Palmieri, L, Persico, AM
Biochimica et biophysica acta. 2010;(6-7):1130-7
Abstract
Autism Spectrum Disorders encompass severe developmental disorders characterized by variable degrees of impairment in language, communication and social skills, as well as by repetitive and stereotypic patterns of behaviour. Substantial percentages of autistic patients display peripheral markers of mitochondrial energy metabolism dysfunction, such as (a) elevated lactate, pyruvate, and alanine levels in blood, urine and/or cerebrospinal fluid, (b) serum carnitine deficiency, and/or (c) enhanced oxidative stress. These biochemical abnormalities are accompanied by highly heterogeneous clinical presentations, which generally (but by no means always) encompass neurological and systemic symptoms relatively unusual in idiopathic autistic disorder.

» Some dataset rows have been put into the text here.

//! Password analysis tools that sit beside the vault.
//!
//! - Strength scoring through an external estimator (`strength`)
//! - Keyword/year wordlists for offline cracking tests (`wordlist`)

pub mod strength;
pub mod wordlist;

pub use strength::{analyze, StrengthEstimator, StrengthReport, Zxcvbn};
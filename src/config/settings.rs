use std::path::Path;

use serde::{Deserialize, Serialize};

use crate::crypto::{DEFAULT_ITERATIONS, MIN_ITERATIONS};
use crate::errors::{Result, VaultGuardError};

/// Highest score the strength estimator reports.
const MAX_SCORE: u8 = 4;

/// Project-level configuration, loaded from `.vaultguard.toml`.
///
/// Every field has a sensible default so VaultGuard works out-of-the-box
/// without any config file at all.
#[derive(Debug, Clone, Serialize, Deserialize)]
pub struct Settings {
    /// PBKDF2 iteration count (default: 480 000, minimum 100 000).
    ///
    /// Not stored in the artifact: decrypt with the count you encrypted with.
    #[serde(default = "default_kdf_iterations")]
    pub kdf_iterations: u32,

    /// Audit log file, appended to (default: `vaultguard.log`).
    #[serde(default = "default_log_file")]
    pub log_file: String,

    /// Log filter directive, overridden by `RUST_LOG` (default: `info`).
    #[serde(default = "default_log_level")]
    pub log_level: String,

    /// Minimum length for a new encryption password (default: 8).
    #[serde(default = "default_min_password_len")]
    pub min_password_len: usize,

    /// Estimator score (0-4) below which a new password needs confirmation.
    #[serde(default = "default_min_password_score")]
    pub min_password_score: u8,
}

// ── Serde default helpers ────────────────────────────────────────────

fn default_kdf_iterations() -> u32 {
    DEFAULT_ITERATIONS
}

fn default_log_file() -> String {
    "vaultguard.log".to_string()
}

fn default_log_level() -> String {
    "info".to_string()
}

fn default_min_password_len() -> usize {
    8
}

fn default_min_password_score() -> u8 {
    3
}

// ── Implementation ───────────────────────────────────────────────────

impl Default for Settings {
    fn default() -> Self {
        Self {
            kdf_iterations: default_kdf_iterations(),
            log_file: default_log_file(),
            log_level: default_log_level(),
            min_password_len: default_min_password_len(),
            min_password_score: default_min_password_score(),
        }
    }
}

impl Settings {
    /// Name of the config file we look for in the project root.
    const FILE_NAME: &'static str = ".vaultguard.toml";

    /// Load settings from `<project_dir>/.vaultguard.toml`.
    ///
    /// If the file does not exist, defaults are returned.
    /// If the file exists but cannot be parsed or holds unsafe values,
    /// an error is returned.
    pub fn load(project_dir: &Path) -> Result<Self> {
        let config_path = project_dir.join(Self::FILE_NAME);

        if !config_path.exists() {
            return Ok(Self::default());
        }

        let contents = std::fs::read_to_string(&config_path)?;

        let settings: Settings = toml::from_str(&contents).map_err(|e| {
            VaultGuardError::ConfigError(format!("Failed to parse {}: {e}", config_path.display()))
        })?;

        settings.validate()?;
        Ok(settings)
    }

    /// Reject values that would weaken the vault or cannot be honoured.
    pub fn validate(&self) -> Result<()> {
        if self.kdf_iterations < MIN_ITERATIONS {
            return Err(VaultGuardError::ConfigError(format!(
                "kdf_iterations must be at least {MIN_ITERATIONS} (got {})",
                self.kdf_iterations
            )));
        }
        if self.min_password_score > MAX_SCORE {
            return Err(VaultGuardError::ConfigError(format!(
                "min_password_score must be between 0 and {MAX_SCORE} (got {})",
                self.min_password_score
            )));
        }
        if self.log_file.trim().is_empty() {
            return Err(VaultGuardError::ConfigError(
                "log_file cannot be empty".into(),
            ));
        }
        Ok(())
    }
}

// ── Tests ────────────────────────────────────────────────────────────

#[cfg(test)]
mod tests {
    use super::*;
    use std::fs;
    use tempfile::TempDir;

    #[test]
    fn default_settings_are_sensible() {
        let s = Settings::default();
        assert_eq!(s.kdf_iterations, 480_000);
        assert_eq!(s.log_file, "vaultguard.log");
        assert_eq!(s.log_level, "info");
        assert_eq!(s.min_password_len, 8);
        assert_eq!(s.min_password_score, 3);
        assert!(s.validate().is_ok());
    }

    #[test]
    fn load_returns_defaults_when_no_config_file() {
        let tmp = TempDir::new().unwrap();
        let settings = Settings::load(tmp.path()).unwrap();
        assert_eq!(settings.kdf_iterations, DEFAULT_ITERATIONS);
    }

    #[test]
    fn load_parses_toml_file() {
        let tmp = TempDir::new().unwrap();
        let config = r#"
kdf_iterations = 600000
log_file = "logs/audit.log"
log_level = "debug"
min_password_len = 12
min_password_score = 4
"#;
        fs::write(tmp.path().join(".vaultguard.toml"), config).unwrap();

        let settings = Settings::load(tmp.path()).unwrap();
        assert_eq!(settings.kdf_iterations, 600_000);
        assert_eq!(settings.log_file, "logs/audit.log");
        assert_eq!(settings.log_level, "debug");
        assert_eq!(settings.min_password_len, 12);
        assert_eq!(settings.min_password_score, 4);
    }

    #[test]
    fn load_uses_defaults_for_missing_fields() {
        let tmp = TempDir::new().unwrap();
        fs::write(tmp.path().join(".vaultguard.toml"), "log_level = \"warn\"\n").unwrap();

        let settings = Settings::load(tmp.path()).unwrap();
        assert_eq!(settings.log_level, "warn");
        assert_eq!(settings.kdf_iterations, 480_000);
        assert_eq!(settings.log_file, "vaultguard.log");
    }

    #[test]
    fn load_errors_on_invalid_toml() {
        let tmp = TempDir::new().unwrap();
        fs::write(tmp.path().join(".vaultguard.toml"), "not valid {{toml").unwrap();

        assert!(Settings::load(tmp.path()).is_err());
    }

    #[test]
    fn load_rejects_weak_iteration_count() {
        let tmp = TempDir::new().unwrap();
        fs::write(tmp.path().join(".vaultguard.toml"), "kdf_iterations = 1000\n").unwrap();

        let err = Settings::load(tmp.path()).unwrap_err();
        assert!(err.to_string().contains("kdf_iterations"));
    }

    #[test]
    fn validate_rejects_out_of_range_score() {
        let s = Settings {
            min_password_score: 5,
            ..Settings::default()
        };
        assert!(s.validate().is_err());
    }
}
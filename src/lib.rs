pub mod analysis;
pub mod cli;
pub mod config;
pub mod crypto;
pub mod errors;
pub mod logging;
pub mod vault;
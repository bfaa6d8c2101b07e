//! `vaultguard wordlist` — write a keyword/year wordlist for offline testing.
//!
//! Usage:
//!   vaultguard wordlist -k john,dog -y 2020,2025
//!   vaultguard wordlist -k admin -y 2024 -o words.txt

use std::path::PathBuf;

use chrono::Local;

use crate::analysis::wordlist;
use crate::cli::{output, split_csv};
use crate::errors::{Result, VaultGuardError};

/// Execute the `wordlist` command.
pub fn execute(keywords: &str, years: &str, output_path: Option<&str>) -> Result<()> {
    let keywords = split_csv(keywords);
    let years = split_csv(years);
    if keywords.is_empty() || years.is_empty() {
        return Err(VaultGuardError::CommandFailed(
            "both --keywords and --years need at least one value".into(),
        ));
    }

    let words = wordlist::generate(&keywords, &years);

    let path = output_path.map_or_else(
        || PathBuf::from(wordlist::default_file_name(Local::now())),
        PathBuf::from,
    );
    wordlist::write_wordlist(&path, &words)?;

    tracing::info!(
        entries = words.len(),
        file = %path.display(),
        "generated wordlist"
    );
    output::success(&format!(
        "Generated {} candidates in {}",
        words.len(),
        path.display()
    ));
    output::tip(&format!(
        "Use with tools like Hashcat: hashcat -a 0 -m 100 hashes.txt {}",
        path.display()
    ));

    Ok(())
}
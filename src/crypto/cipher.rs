//! AES-256-GCM authenticated encryption in detached form.
//!
//! Each call to `encrypt` generates a fresh random 12-byte nonce from the
//! OS random source and returns nonce, ciphertext and 16-byte tag as
//! separate fields so the vault codec can lay them out on disk.
//!
//! The expanded AES key schedule is wiped when the cipher is dropped
//! (the `zeroize` feature of `aes` and `aes-gcm`).
//!
//! `decrypt` fails closed: the working buffer is wiped before an
//! `IntegrityError` is returned, so no unauthenticated plaintext ever
//! reaches the caller.

use aes_gcm::aead::generic_array::GenericArray;
use aes_gcm::aead::{AeadCore, AeadInPlace, KeyInit, OsRng};
use aes_gcm::{Aes256Gcm, Key};
use zeroize::Zeroizing;

use super::kdf::KEY_LEN;
use crate::errors::{Result, VaultGuardError};

/// Size of the AES-256-GCM nonce in bytes.
pub const NONCE_LEN: usize = 12;

/// Size of the GCM authentication tag in bytes.
pub const TAG_LEN: usize = 16;

/// Output of a single encryption.
#[derive(Debug, Clone, PartialEq, Eq)]
pub struct Sealed {
    pub nonce: [u8; NONCE_LEN],
    pub ciphertext: Vec<u8>,
    pub tag: [u8; TAG_LEN],
}

/// Encrypt `plaintext` with a 32-byte `key`.
pub fn encrypt(key: &[u8; KEY_LEN], plaintext: &[u8]) -> Result<Sealed> {
    encrypt_with_aad(key, plaintext, &[])
}

/// Encrypt `plaintext` and bind `aad` into the authentication tag.
///
/// `aad` is not encrypted and not returned; the same bytes must be
/// supplied to `decrypt_with_aad`.
pub fn encrypt_with_aad(key: &[u8; KEY_LEN], plaintext: &[u8], aad: &[u8]) -> Result<Sealed> {
    let cipher = Aes256Gcm::new(Key::<Aes256Gcm>::from_slice(key));

    // Never derived from caller input.
    let nonce = Aes256Gcm::generate_nonce(&mut OsRng);

    // Wiped on drop if encryption bails out with plaintext still inside.
    let mut buffer = Zeroizing::new(plaintext.to_vec());
    let tag = cipher
        .encrypt_in_place_detached(&nonce, aad, &mut buffer)
        .map_err(|e| VaultGuardError::EncryptionFailed(format!("encryption error: {e}")))?;

    Ok(Sealed {
        nonce: nonce.into(),
        ciphertext: std::mem::take(&mut *buffer),
        tag: tag.into(),
    })
}

/// Decrypt data that was produced by `encrypt`.
pub fn decrypt(
    key: &[u8; KEY_LEN],
    nonce: &[u8; NONCE_LEN],
    ciphertext: &[u8],
    tag: &[u8; TAG_LEN],
) -> Result<Zeroizing<Vec<u8>>> {
    decrypt_with_aad(key, nonce, ciphertext, tag, &[])
}

/// Decrypt data that was produced by `encrypt_with_aad` with the same `aad`.
///
/// Tag comparison is constant-time (done inside `aes-gcm`).
pub fn decrypt_with_aad(
    key: &[u8; KEY_LEN],
    nonce: &[u8; NONCE_LEN],
    ciphertext: &[u8],
    tag: &[u8; TAG_LEN],
    aad: &[u8],
) -> Result<Zeroizing<Vec<u8>>> {
    let cipher = Aes256Gcm::new(Key::<Aes256Gcm>::from_slice(key));

    let mut buffer = Zeroizing::new(ciphertext.to_vec());
    cipher
        .decrypt_in_place_detached(
            GenericArray::from_slice(nonce),
            aad,
            &mut buffer,
            GenericArray::from_slice(tag),
        )
        .map_err(|_| VaultGuardError::IntegrityError)?;

    Ok(buffer)
}
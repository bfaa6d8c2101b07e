//! Audit logging setup.
//!
//! `init` is called once at process start and returns a `LogHandle`.
//! The handle owns the background writer for the log file and a
//! `tracing::Dispatch`; `VaultSession` keeps a clone of that dispatch and
//! scopes its events to it, so library code never depends on global
//! logger state.
//!
//! Nothing secret is ever handed to the logger: no password, derived key
//! or plaintext appears in any event.

use std::path::Path;

use tracing::Dispatch;
use tracing_appender::non_blocking::WorkerGuard;
use tracing_appender::rolling::{RollingFileAppender, Rotation};
use tracing_subscriber::layer::SubscriberExt;
use tracing_subscriber::{fmt, EnvFilter};

use crate::config::Settings;
use crate::errors::{Result, VaultGuardError};

/// Process-wide logging handle.
///
/// Keep it alive until the process exits; dropping it flushes and
/// closes the log file.
pub struct LogHandle {
    dispatch: Dispatch,
    _guard: Option<WorkerGuard>,
}

impl LogHandle {
    /// A handle whose events go nowhere (tests, embedding).
    pub fn disabled() -> Self {
        Self {
            dispatch: Dispatch::none(),
            _guard: None,
        }
    }

    /// Wrap an existing dispatch, e.g. a test subscriber.
    pub fn from_dispatch(dispatch: Dispatch) -> Self {
        Self {
            dispatch,
            _guard: None,
        }
    }

    /// The dispatch events should be sent to.
    pub fn dispatch(&self) -> &Dispatch {
        &self.dispatch
    }

    /// Also route events emitted outside a session (CLI commands) here.
    ///
    /// May only succeed once per process.
    pub fn install_global(&self) -> Result<()> {
        tracing::dispatcher::set_global_default(self.dispatch.clone())
            .map_err(|e| VaultGuardError::ConfigError(format!("logging already initialized: {e}")))
    }
}

/// Open the append-only log file named in `settings` and build the handle.
///
/// Lines carry a timestamp and level, no ANSI colours.  `RUST_LOG`
/// overrides `settings.log_level`.
pub fn init(settings: &Settings) -> Result<LogHandle> {
    let log_path = Path::new(&settings.log_file);
    let file_name = log_path
        .file_name()
        .ok_or_else(|| {
            VaultGuardError::ConfigError(format!(
                "log_file '{}' does not name a file",
                settings.log_file
            ))
        })?
        .to_string_lossy()
        .into_owned();
    let log_dir = match log_path.parent() {
        Some(p) if !p.as_os_str().is_empty() => p,
        _ => Path::new("."),
    };

    let appender = RollingFileAppender::builder()
        .rotation(Rotation::NEVER)
        .filename_prefix(file_name)
        .build(log_dir)
        .map_err(|e| {
            VaultGuardError::ConfigError(format!(
                "cannot open log file {}: {e}",
                log_path.display()
            ))
        })?;
    let (writer, guard) = tracing_appender::non_blocking(appender);

    let filter = match EnvFilter::try_from_default_env() {
        Ok(filter) => filter,
        Err(_) => EnvFilter::try_new(&settings.log_level).map_err(|e| {
            VaultGuardError::ConfigError(format!(
                "invalid log_level '{}': {e}",
                settings.log_level
            ))
        })?,
    };

    let subscriber = tracing_subscriber::registry().with(filter).with(
        fmt::layer()
            .with_writer(writer)
            .with_ansi(false)
            .with_target(false),
    );

    Ok(LogHandle {
        dispatch: Dispatch::new(subscriber),
        _guard: Some(guard),
    })
}
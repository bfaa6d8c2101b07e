//! `vaultguard decrypt` — recover the plaintext of a `.vault` file.

use std::io::Write;
use std::path::{Path, PathBuf};

use crate::cli::output;
use crate::cli::prompt_password;
use crate::config::Settings;
use crate::errors::{Result, VaultGuardError};
use crate::logging::LogHandle;
use crate::vault::{plaintext_path_for, VaultSession};

/// Execute the `decrypt` command.
pub fn execute(
    settings: &Settings,
    log: &LogHandle,
    file: &str,
    output_path: Option<&str>,
    to_stdout: bool,
) -> Result<()> {
    let path = Path::new(file);
    if !path.is_file() {
        return Err(VaultGuardError::NotFound(path.to_path_buf()));
    }

    // Resolve the output before prompting so a bad name fails fast.
    let target = if to_stdout {
        None
    } else {
        let target = match output_path {
            Some(o) => PathBuf::from(o),
            None => plaintext_path_for(path).ok_or_else(|| {
                VaultGuardError::CommandFailed(format!(
                    "cannot infer an output name for {} — pass --output or --stdout",
                    path.display()
                ))
            })?,
        };
        if target.exists() {
            return Err(VaultGuardError::AlreadyExists(target));
        }
        Some(target)
    };

    let password = prompt_password()?;
    let session = VaultSession::new(settings.kdf_iterations, log)?;

    match target {
        Some(target) => {
            session.decrypt_file_to(path, &target, password.as_bytes())?;
            output::success(&format!(
                "Decrypted {} -> {}",
                path.display(),
                target.display()
            ));
        }
        None => {
            let plaintext = session.decrypt_file(path, password.as_bytes())?;
            let mut stdout = std::io::stdout().lock();
            stdout.write_all(&plaintext)?;
            stdout.flush()?;
        }
    }

    Ok(())
}
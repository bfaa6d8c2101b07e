//! High-level vault operations used by CLI commands.
//!
//! `VaultSession` wires the key derivation, cipher and codec layers
//! together behind two file operations:
//!
//! - `encrypt_file(path, password)` writes `<path>.vault`
//! - `decrypt_file(path, password)` returns the plaintext
//!
//! Every call generates its own salt and nonce and derives its own key;
//! the key is dropped (and zeroized) as soon as the cipher step is done.
//! Nothing is cached between calls.

use std::ffi::OsString;
use std::path::{Path, PathBuf};

use tracing::Dispatch;
use zeroize::Zeroizing;

use crate::crypto::{self, MIN_ITERATIONS, SALT_LEN};
use crate::errors::{Result, VaultGuardError};
use crate::logging::LogHandle;

use super::format::{self, VaultArtifact};
use super::fs::{LocalFs, VaultFs};

/// File extension appended to encrypted files.
pub const VAULT_EXTENSION: &str = "vault";

/// Orchestrates encrypt/decrypt over a `VaultFs`.
pub struct VaultSession<F: VaultFs = LocalFs> {
    fs: F,
    iterations: u32,
    log: Dispatch,
}

impl VaultSession<LocalFs> {
    /// Session over the local disk.
    pub fn new(iterations: u32, log: &LogHandle) -> Result<Self> {
        Self::with_fs(LocalFs, iterations, log)
    }
}

impl<F: VaultFs> VaultSession<F> {
    // ------------------------------------------------------------------
    // Construction
    // ------------------------------------------------------------------

    /// Session over any `VaultFs`.
    ///
    /// Fails if `iterations` is below the PBKDF2 minimum, so a bad
    /// configuration surfaces before any file is touched.
    pub fn with_fs(fs: F, iterations: u32, log: &LogHandle) -> Result<Self> {
        if iterations < MIN_ITERATIONS {
            return Err(VaultGuardError::IterationsTooLow {
                minimum: MIN_ITERATIONS,
                actual: iterations,
            });
        }
        Ok(Self {
            fs,
            iterations,
            log: log.dispatch().clone(),
        })
    }

    /// PBKDF2 iteration count used by this session.
    pub fn iterations(&self) -> u32 {
        self.iterations
    }

    /// The underlying filesystem.
    pub fn fs(&self) -> &F {
        &self.fs
    }

    // ------------------------------------------------------------------
    // In-memory operations
    // ------------------------------------------------------------------

    /// Encrypt `plaintext` into an encoded vault artifact.
    pub fn seal(&self, password: &[u8], plaintext: &[u8]) -> Result<Vec<u8>> {
        self.seal_with_salt(password, plaintext).map(|(blob, _)| blob)
    }

    /// Decode and decrypt a vault artifact.
    ///
    /// Wrong password and tampering both surface as `IntegrityError`;
    /// malformed input as `Format`.
    pub fn open(&self, password: &[u8], blob: &[u8]) -> Result<Zeroizing<Vec<u8>>> {
        let artifact = format::decode(blob)?;

        let key = crypto::derive_key(password, &artifact.salt, self.iterations)?;
        crypto::decrypt_with_aad(
            key.as_bytes(),
            &artifact.nonce,
            &artifact.ciphertext,
            &artifact.tag,
            &artifact.header(),
        )
    }

    // ------------------------------------------------------------------
    // File operations
    // ------------------------------------------------------------------

    /// Encrypt the file at `path` and write the artifact to `<path>.vault`.
    ///
    /// Returns the path that was written.  Any existing file there is
    /// replaced.
    pub fn encrypt_file(&self, path: &Path, password: &[u8]) -> Result<PathBuf> {
        let output = vault_path_for(path);

        let result = self.scoped(|| -> Result<([u8; SALT_LEN], usize)> {
            let plaintext = Zeroizing::new(self.fs.read_bytes(path)?);
            let (blob, salt) = self.seal_with_salt(password, &plaintext)?;
            self.fs.write_bytes(&output, &blob)?;
            Ok((salt, blob.len()))
        });

        self.scoped(|| match &result {
            Ok((salt, size)) => tracing::info!(
                file = %path.display(),
                output = %output.display(),
                salt = %hex::encode(salt),
                bytes = size,
                "encrypted file"
            ),
            Err(e) => tracing::warn!(
                file = %path.display(),
                error = e.kind(),
                "encryption failed"
            ),
        });

        result.map(|_| output)
    }

    /// Read and decrypt the vault artifact at `path`.
    pub fn decrypt_file(&self, path: &Path, password: &[u8]) -> Result<Zeroizing<Vec<u8>>> {
        let result = self.scoped(|| -> Result<(Zeroizing<Vec<u8>>, String)> {
            let blob = self.fs.read_bytes(path)?;
            let plaintext = self.open(password, &blob)?;
            Ok((plaintext, salt_of(&blob)))
        });

        self.scoped(|| match &result {
            Ok((plaintext, salt)) => tracing::info!(
                file = %path.display(),
                salt = %salt,
                bytes = plaintext.len(),
                "decrypted file"
            ),
            Err(e) => tracing::warn!(
                file = %path.display(),
                error = e.kind(),
                "decryption failed"
            ),
        });

        result.map(|(plaintext, _)| plaintext)
    }

    /// Decrypt the artifact at `path` and write the plaintext to `output`.
    pub fn decrypt_file_to(&self, path: &Path, output: &Path, password: &[u8]) -> Result<()> {
        let plaintext = self.decrypt_file(path, password)?;
        let result = self.fs.write_bytes(output, &plaintext);

        self.scoped(|| match &result {
            Ok(()) => tracing::info!(
                file = %path.display(),
                output = %output.display(),
                "wrote decrypted file"
            ),
            Err(e) => tracing::warn!(
                file = %path.display(),
                output = %output.display(),
                error = e.kind(),
                "writing decrypted file failed"
            ),
        });

        result
    }

    // ------------------------------------------------------------------
    // Internals
    // ------------------------------------------------------------------

    fn seal_with_salt(
        &self,
        password: &[u8],
        plaintext: &[u8],
    ) -> Result<(Vec<u8>, [u8; SALT_LEN])> {
        let salt = crypto::generate_salt()?;
        let header = format::header_bytes(&salt);

        let sealed = {
            let key = crypto::derive_key(password, &salt, self.iterations)?;
            crypto::encrypt_with_aad(key.as_bytes(), plaintext, &header)?
        };

        let artifact = VaultArtifact {
            salt,
            nonce: sealed.nonce,
            ciphertext: sealed.ciphertext,
            tag: sealed.tag,
        };
        Ok((format::encode(&artifact)?, salt))
    }

    /// Run `f` with this session's logger as the default.
    fn scoped<T>(&self, f: impl FnOnce() -> T) -> T {
        tracing::dispatcher::with_default(&self.log, f)
    }
}

/// `notes.txt` -> `notes.txt.vault`.
pub fn vault_path_for(path: &Path) -> PathBuf {
    let mut name = OsString::from(path.as_os_str());
    name.push(".");
    name.push(VAULT_EXTENSION);
    PathBuf::from(name)
}

/// `notes.txt.vault` -> `notes.txt`; `None` if there is no `.vault` suffix
/// or nothing would be left of the name.
pub fn plaintext_path_for(path: &Path) -> Option<PathBuf> {
    if path.extension()? != VAULT_EXTENSION {
        return None;
    }
    let stem = path.file_stem()?;
    Some(path.with_file_name(stem))
}

/// Hex salt of an artifact that has already decoded successfully.
fn salt_of(blob: &[u8]) -> String {
    blob.get(1..1 + SALT_LEN).map(hex::encode).unwrap_or_default()
}
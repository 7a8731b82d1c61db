use std::fmt;

use serde::{Deserialize, Serialize};

use super::output::InterfaceAddress;

/// Decides whether an interface address may be published.
pub trait AddressClassifier: Send + Sync {
    fn is_usable(&self, entry: &InterfaceAddress) -> bool;
}

impl<F> AddressClassifier for F
where
    F: Fn(&InterfaceAddress) -> bool + Send + Sync,
{
    fn is_usable(&self, entry: &InterfaceAddress) -> bool {
        self(entry)
    }
}

/// Built-in selection policies, chosen by `address_policy` in the config.
#[derive(Debug, Clone, Copy, Default, Serialize, Deserialize, PartialEq, Eq)]
#[serde(rename_all = "lowercase")]
pub enum AddressPolicy {
    /// Skip entries with a `forever` lifetime, leaving the
    /// router-assigned dynamic/temporary addresses.
    #[default]
    Dynamic,
    /// Any publicly routable global-scope address: link-local and
    /// unique-local (fc00::/7) entries are skipped.
    Global,
}

impl AddressClassifier for AddressPolicy {
    fn is_usable(&self, entry: &InterfaceAddress) -> bool {
        match self {
            AddressPolicy::Dynamic => !entry.is_permanent(),
            AddressPolicy::Global => {
                !entry.is_link_local()
                    && !entry.is_unique_local()
                    && entry.scope.as_deref().map_or(true, |s| s == "global")
            }
        }
    }
}

impl fmt::Display for AddressPolicy {
    fn fmt(&self, f: &mut fmt::Formatter<'_>) -> fmt::Result {
        match self {
            AddressPolicy::Dynamic => write!(f, "dynamic"),
            AddressPolicy::Global => write!(f, "global"),
        }
    }
}

#[cfg(test)]
mod tests {
    use super::*;
    use crate::ip::output::Lifetime;

    fn entry(addr: &str, scope: &str, lft: Lifetime) -> InterfaceAddress {
        InterfaceAddress {
            address: addr.parse().unwrap(),
            prefix_len: 64,
            scope: Some(scope.to_string()),
            flags: Vec::new(),
            valid_lft: Some(lft),
            preferred_lft: Some(lft),
        }
    }

    #[test]
    fn test_dynamic_policy_skips_permanent() {
        let permanent = entry("2001:db8::1", "global", Lifetime::Forever);
        let dynamic = entry("2001:db8::2", "global", Lifetime::Seconds(600));

        assert!(!AddressPolicy::Dynamic.is_usable(&permanent));
        assert!(AddressPolicy::Dynamic.is_usable(&dynamic));
    }

    #[test]
    fn test_global_policy_accepts_permanent_global() {
        let permanent = entry("2001:db8::1", "global", Lifetime::Forever);
        let link_local = entry("fe80::1", "link", Lifetime::Forever);

        assert!(AddressPolicy::Global.is_usable(&permanent));
        assert!(!AddressPolicy::Global.is_usable(&link_local));
    }

    #[test]
    fn test_global_policy_skips_unique_local() {
        let ula = entry("fd12:3456:789a::1", "global", Lifetime::Seconds(600));
        let ula_fc = entry("fc00::5", "global", Lifetime::Forever);

        assert!(!AddressPolicy::Global.is_usable(&ula));
        assert!(!AddressPolicy::Global.is_usable(&ula_fc));
        // the dynamic policy only looks at lifetimes
        assert!(AddressPolicy::Dynamic.is_usable(&ula));
    }

    #[test]
    fn test_closure_classifier() {
        let only_temporary = |e: &InterfaceAddress| e.has_flag("temporary");
        let mut e = entry("2001:db8::3", "global", Lifetime::Seconds(10));
        assert!(!only_temporary.is_usable(&e));
        e.flags.push("temporary".to_string());
        assert!(only_temporary.is_usable(&e));
    }

    #[test]
    fn test_policy_deserialize() {
        #[derive(Deserialize)]
        struct Wrapper {
            policy: AddressPolicy,
        }
        let w: Wrapper = toml::from_str("policy = \"global\"").unwrap();
        assert_eq!(w.policy, AddressPolicy::Global);
    }
}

In some patients, these abnormalities have been successfully explained by the presence of specific mutations or rearrangements in their mitochondrial or nuclear DNA. However, in the majority of cases, abnormal energy metabolism cannot be immediately linked to specific genetic or genomic defects. Recent evidence from post-mortem studies of autistic brains points toward abnormalities in mitochondrial function as possible downstream consequences of dysreactive immunity and altered calcium (Ca(2+)) signalling.